══ Input records ══

//! Time the placement and outline passes. Requires feature "instrumented" to be active.
//!
//! Spans are logged using [log] at the info level, so any logger will pick them up.

#[cfg(feature = "instrumented")]
use std::cell::RefCell;
#[cfg(feature = "instrumented")]
use std::time::Instant;

#[cfg(feature = "instrumented")]
use log::info;

#[cfg(feature = "instrumented")]
thread_local!(
    static INST_STACK: RefCell<Vec<(&'static str, Instant)>> = const { RefCell::new(Vec::new()) }
);

#[cfg(feature = "instrumented")]
pub fn inst(name: &'static str) {
    let now = Instant::now();
    info!("{} START", name);
    INST_STACK.with(|s| s.borrow_mut().push((name, now)));
}

/// Start an instrumented span with the given name.
#[cfg(not(feature = "instrumented"))]
pub fn inst(_name: &'static str) {}

#[cfg(feature = "instrumented")]
pub fn inst_end() {
    if let Some((name, prev)) = INST_STACK.with(|s| s.borrow_mut().pop()) {
        info!("{} END; Took {}μs", name, prev.elapsed().as_micros());
    }
}

/// Ends the last instrumentation span that was started, logging the time it took.
#[cfg(not(feature = "instrumented"))]
pub fn inst_end() {}

#[cfg(feature = "instrumented")]
pub fn evt(name: &str) {
    info!("{:?} {}", Instant::now(), name);
}

/// Log an event with the given name.
#[cfg(not(feature = "instrumented"))]
pub fn evt(_name: &str) {}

═══

Task directions: The full set of records above is to be printed exactly as it appears.

Final answer:
//! Time the placement and outline passes. Requires feature "instrumented" to be active.
//!
//! Spans are logged using [log] at the info level, so any logger will pick them up.

#[cfg(feature = "instrumented")]
use std::cell::RefCell;
#[cfg(feature = "instrumented")]
use std::time::Instant;

#[cfg(feature = "instrumented")]
use log::info;

#[cfg(feature = "instrumented")]
thread_local!(
    static INST_STACK: RefCell<Vec<(&'static str, Instant)>> = const { RefCell::new(Vec::new()) }
);

#[cfg(feature = "instrumented")]
pub fn inst(name: &'static str) {
    let now = Instant::now();
    info!("{} START", name);
    INST_STACK.with(|s| s.borrow_mut().push((name, now)));
}

/// Start an instrumented span with the given name.
#[cfg(not(feature = "instrumented"))]
pub fn inst(_name: &'static str) {}

#[cfg(feature = "instrumented")]
pub fn inst_end() {
    if let Some((name, prev)) = INST_STACK.with(|s| s.borrow_mut().pop()) {
        info!("{} END; Took {}μs", name, prev.elapsed().as_micros());
    }
}

/// Ends the last instrumentation span that was started, logging the time it took.
#[cfg(not(feature = "instrumented"))]
pub fn inst_end() {}

#[cfg(feature = "instrumented")]
pub fn evt(name: &str) {
    info!("{:?} {}", Instant::now(), name);
}

/// Log an event with the given name.
#[cfg(not(feature = "instrumented"))]
pub fn evt(_name: &str) {}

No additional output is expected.